The main strategy that all countries seem to have inherited from China is “flatten the curve”. Delay the virus as much as possible so the healthcare system is not overburdened and the vaccination is developed.
China has enough health-care facilities to accommodate 1% of their population concurrently. But even that would only work had the disease spread evenly through-out the country. Any bigger number suggests that fatality rate will be higher as lesser people are able to receive healthcare.
This number varies for different countries and so the fatality rate is going to differ largely between different countries and regions based on the age of affectees, number of cases, and concurrent healthcare facilities available.

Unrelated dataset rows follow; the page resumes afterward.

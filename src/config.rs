//! Config document parsing and validation.
//!
//! Deserializes the raw JSON document into `*Doc` structs (unknown keys
//! permitted, the serde default), then validates and materializes them into
//! the strongly-typed [`Config`] / [`crate::rule::Rule`] the daemon runs.

use std::path::PathBuf;
use std::time::Duration;

use serde::Deserialize;
use serde_json::Value;

use crate::error::ConfigError;
use crate::policy::PolicyKind;
use crate::rule::{PolicySpec, Rule};
use crate::trigger::{TriggerKind, TriggerSpec};

#[derive(Debug, Clone, Deserialize)]
struct ConfigDoc {
    savepath: Option<String>,
    default_max_logfile_size: Option<String>,
    default_max_logfile_duration: Option<String>,
    start_time_mono: Option<u64>,
    #[serde(default)]
    rules: Vec<RuleDoc>,
}

#[derive(Debug, Clone, Deserialize)]
struct RuleDoc {
    protocol: String,
    topic: String,
    #[serde(default)]
    policies: Vec<PolicyDoc>,
    max_logfile_size: Option<String>,
    max_logfile_duration: Option<String>,
    trigger_control_topic: Option<String>,
}

#[derive(Debug, Clone, Deserialize)]
struct PolicyDoc {
    #[serde(rename = "type")]
    policy_type: String,
    #[serde(default)]
    args: Value,
    #[serde(default)]
    triggers: Vec<TriggerDoc>,
    trigger_control_topic: Option<String>,
}

#[derive(Debug, Clone, Deserialize)]
struct TriggerDoc {
    #[serde(rename = "type")]
    trigger_type: String,
    #[serde(default)]
    args: Value,
    control_topic: Option<String>,
}

/// The validated, materialized daemon configuration.
#[derive(Debug, Clone)]
pub struct Config {
    pub savepath: PathBuf,
    pub default_max_logfile_size: Option<u64>,
    pub default_max_logfile_duration: Option<Duration>,
    pub start_time_mono: Option<u64>,
    pub rules: Vec<Rule>,
}

/// Parses and validates a config document. Unknown top-level keys are
/// silently ignored (serde's default behavior); missing `savepath` or an
/// unknown policy/trigger type fails with [`ConfigError`].
pub fn parse(json: &str) -> Result<Config, ConfigError> {
    let doc: ConfigDoc = serde_json::from_str(json)?;

    let savepath = doc.savepath.filter(|s| !s.is_empty()).ok_or(ConfigError::MissingKey("savepath"))?;
    let default_max_logfile_size = doc
        .default_max_logfile_size
        .as_deref()
        .map(parse_size)
        .transpose()?;
    let default_max_logfile_duration = doc
        .default_max_logfile_duration
        .as_deref()
        .map(parse_duration)
        .transpose()?;

    let mut rules = Vec::with_capacity(doc.rules.len());
    for rule_doc in doc.rules {
        rules.push(parse_rule(rule_doc)?);
    }

    Ok(Config {
        savepath: PathBuf::from(savepath),
        default_max_logfile_size,
        default_max_logfile_duration,
        start_time_mono: doc.start_time_mono,
        rules,
    })
}

fn parse_rule(doc: RuleDoc) -> Result<Rule, ConfigError> {
    let max_logfile_size = doc.max_logfile_size.as_deref().map(parse_size).transpose()?;
    let max_logfile_duration = doc
        .max_logfile_duration
        .as_deref()
        .map(parse_duration)
        .transpose()?;

    let mut policies = Vec::with_capacity(doc.policies.len());
    for policy_doc in doc.policies {
        policies.push(parse_policy(policy_doc)?);
    }

    match doc.protocol.as_str() {
        "pubsub" | "log" | "cfg" => {}
        other => return Err(ConfigError::UnknownProtocol(other.to_string())),
    }

    let topic = doc.topic.clone();
    Rule::new(
        doc.protocol,
        doc.topic,
        policies,
        max_logfile_size,
        max_logfile_duration,
        doc.trigger_control_topic,
    )
    .map_err(|source| ConfigError::InvalidGlob {
        glob: topic,
        source,
    })
}

fn parse_policy(doc: PolicyDoc) -> Result<PolicySpec, ConfigError> {
    let kind = match doc.policy_type.as_str() {
        "save_all" => PolicyKind::SaveAll,
        "drop_all" => PolicyKind::DropAll,
        "count" => {
            let save_prev = doc
                .args
                .get("save_prev")
                .and_then(Value::as_i64)
                .unwrap_or(0);
            let save_next = doc
                .args
                .get("save_next")
                .and_then(Value::as_i64)
                .unwrap_or(0);
            PolicyKind::count(save_prev, save_next)?
        }
        "time" => {
            let save_prev = doc
                .args
                .get("save_prev")
                .and_then(Value::as_str)
                .ok_or(ConfigError::MissingPolicyArg {
                    policy_type: "time",
                    arg: "save_prev",
                })?;
            let save_next = doc
                .args
                .get("save_next")
                .and_then(Value::as_str)
                .ok_or(ConfigError::MissingPolicyArg {
                    policy_type: "time",
                    arg: "save_next",
                })?;
            PolicyKind::Time {
                save_prev_ns: parse_duration(save_prev)?.as_nanos() as u64,
                save_next_ns: parse_duration(save_next)?.as_nanos() as u64,
            }
        }
        other => return Err(ConfigError::UnknownPolicyType(other.to_string())),
    };

    let mut triggers = Vec::with_capacity(doc.triggers.len());
    for trigger_doc in doc.triggers {
        triggers.push(parse_trigger(trigger_doc)?);
    }

    Ok(PolicySpec {
        kind,
        triggers,
        trigger_control_topic: doc.trigger_control_topic,
    })
}

fn parse_trigger(doc: TriggerDoc) -> Result<TriggerSpec, ConfigError> {
    let kind = match doc.trigger_type.as_str() {
        "pubsub" => {
            let topic = doc
                .args
                .get("topic")
                .and_then(Value::as_str)
                .ok_or(ConfigError::MissingPolicyArg {
                    policy_type: "pubsub trigger",
                    arg: "topic",
                })?;
            TriggerKind::pubsub(topic)
        }
        "rate" => {
            let hz = doc.args.get("hz").and_then(Value::as_f64).ok_or(
                ConfigError::MissingPolicyArg {
                    policy_type: "rate trigger",
                    arg: "hz",
                },
            )?;
            TriggerKind::rate(hz)?
        }
        "cron" => {
            let pattern = doc
                .args
                .get("pattern")
                .and_then(Value::as_str)
                .ok_or(ConfigError::MissingPolicyArg {
                    policy_type: "cron trigger",
                    arg: "pattern",
                })?;
            TriggerKind::cron(pattern)?
        }
        other => return Err(ConfigError::UnknownTriggerType(other.to_string())),
    };

    Ok(TriggerSpec {
        kind,
        control_topic: doc.control_topic,
    })
}

/// Parses a size string with 1024-based suffixes `B|KiB|MiB|GiB`.
pub fn parse_size(value: &str) -> Result<u64, ConfigError> {
    let trimmed = value.trim();
    let split_at = trimmed
        .find(|c: char| !(c.is_ascii_digit() || c == '.'))
        .unwrap_or(trimmed.len());
    let (num, suffix) = trimmed.split_at(split_at);
    let multiplier: u64 = match suffix {
        "" | "B" => 1,
        "KiB" => 1024,
        "MiB" => 1024 * 1024,
        "GiB" => 1024 * 1024 * 1024,
        _ => {
            return Err(ConfigError::InvalidSize {
                value: value.to_string(),
                reason: "unknown size suffix (expected B, KiB, MiB, or GiB)",
            })
        }
    };
    let scalar: f64 = num.parse().map_err(|_| ConfigError::InvalidSize {
        value: value.to_string(),
        reason: "not a number",
    })?;
    Ok((scalar * multiplier as f64) as u64)
}

/// Parses a duration string with suffixes `ns|us|ms|s|m|h`.
pub fn parse_duration(value: &str) -> Result<Duration, ConfigError> {
    const SUFFIXES: [(&str, f64); 6] = [
        ("ns", 1.0),
        ("us", 1_000.0),
        ("ms", 1_000_000.0),
        ("h", 3_600_000_000_000.0),
        ("m", 60_000_000_000.0),
        ("s", 1_000_000_000.0),
    ];
    let trimmed = value.trim();
    for (suffix, ns_per_unit) in SUFFIXES {
        if let Some(num) = trimmed.strip_suffix(suffix) {
            let scalar: f64 = num.parse().map_err(|_| ConfigError::InvalidDuration {
                value: value.to_string(),
                reason: "not a number",
            })?;
            return Ok(Duration::from_nanos((scalar * ns_per_unit) as u64));
        }
    }
    Err(ConfigError::InvalidDuration {
        value: value.to_string(),
        reason: "unknown duration suffix (expected ns, us, ms, s, m, or h)",
    })
}

#[cfg(test)]
mod tests {
    use super::*;

    #[test]
    fn parses_sizes() {
        assert_eq!(parse_size("2MiB").unwrap(), 2 * 1024 * 1024);
        assert_eq!(parse_size("4GiB").unwrap(), 4 * 1024 * 1024 * 1024);
        assert_eq!(parse_size("512B").unwrap(), 512);
        assert_eq!(parse_size("512").unwrap(), 512);
        assert!(parse_size("512XB").is_err());
    }

    #[test]
    fn parses_durations() {
        assert_eq!(parse_duration("500ms").unwrap(), Duration::from_millis(500));
        assert_eq!(parse_duration("2s").unwrap(), Duration::from_secs(2));
        assert_eq!(parse_duration("1h").unwrap(), Duration::from_secs(3600));
        assert_eq!(parse_duration("250us").unwrap(), Duration::from_micros(250));
        assert!(parse_duration("5x").is_err());
    }

    #[test]
    fn rejects_missing_savepath() {
        let err = parse(r#"{"rules": []}"#).unwrap_err();
        assert!(matches!(err, ConfigError::MissingKey("savepath")));
    }

    #[test]
    fn permits_unknown_top_level_keys() {
        let cfg = parse(r#"{"savepath": "/tmp/out", "unknown_key": 42, "rules": []}"#).unwrap();
        assert_eq!(cfg.savepath, PathBuf::from("/tmp/out"));
    }

    #[test]
    fn parses_full_rule() {
        let json = r#"{
            "savepath": "/tmp/out",
            "default_max_logfile_size": "2MiB",
            "rules": [
                {
                    "protocol": "pubsub",
                    "topic": "foo",
                    "policies": [
                        {
                            "type": "count",
                            "args": {"save_prev": 2, "save_next": 1},
                            "triggers": [
                                {"type": "pubsub", "args": {"topic": "bar"}}
                            ]
                        }
                    ]
                }
            ]
        }"#;
        let cfg = parse(json).unwrap();
        assert_eq!(cfg.default_max_logfile_size, Some(2 * 1024 * 1024));
        assert_eq!(cfg.rules.len(), 1);
        assert_eq!(cfg.rules[0].policies.len(), 1);
        assert!(matches!(
            cfg.rules[0].policies[0].kind,
            PolicyKind::Count { save_prev: 2, save_next: 1 }
        ));
    }

    #[test]
    fn rejects_unknown_policy_type() {
        let json = r#"{"savepath": "/tmp/out", "rules": [{"protocol": "pubsub", "topic": "*", "policies": [{"type": "bogus"}]}]}"#;
        let err = parse(json).unwrap_err();
        assert!(matches!(err, ConfigError::UnknownPolicyType(_)));
    }

    #[test]
    fn rejects_unknown_protocol() {
        let json = r#"{"savepath": "/tmp/out", "rules": [{"protocol": "bogus", "topic": "*", "policies": [{"type": "save_all"}]}]}"#;
        let err = parse(json).unwrap_err();
        assert!(matches!(err, ConfigError::UnknownProtocol(_)));
    }
}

Flattening the curve requires that the governments need to control transmission which means that people should spend more time by their own and avoid meeting other people and especially large gatherings. This affects economic activity.
The real challenge for the governments is that they don’t want to bring the economic activity to standstill. In theory, governments could get done with this as quickly as possible. Let it happen to everyone, let the people die, so they restore order and work as quickly as possible. But this involves loss of human lives. The other option is to lockdown everything, quarter after quarter, and let the economies enter a recession that’s going to take a really long time to recover from.
The governments are trying to find the optimal number in order to flatten the curve just enough to sustain the concurrent healthcare and affect economic activity as little as possible. It is why we’re seeing certain world leaders treating this particular disease as “common flu”.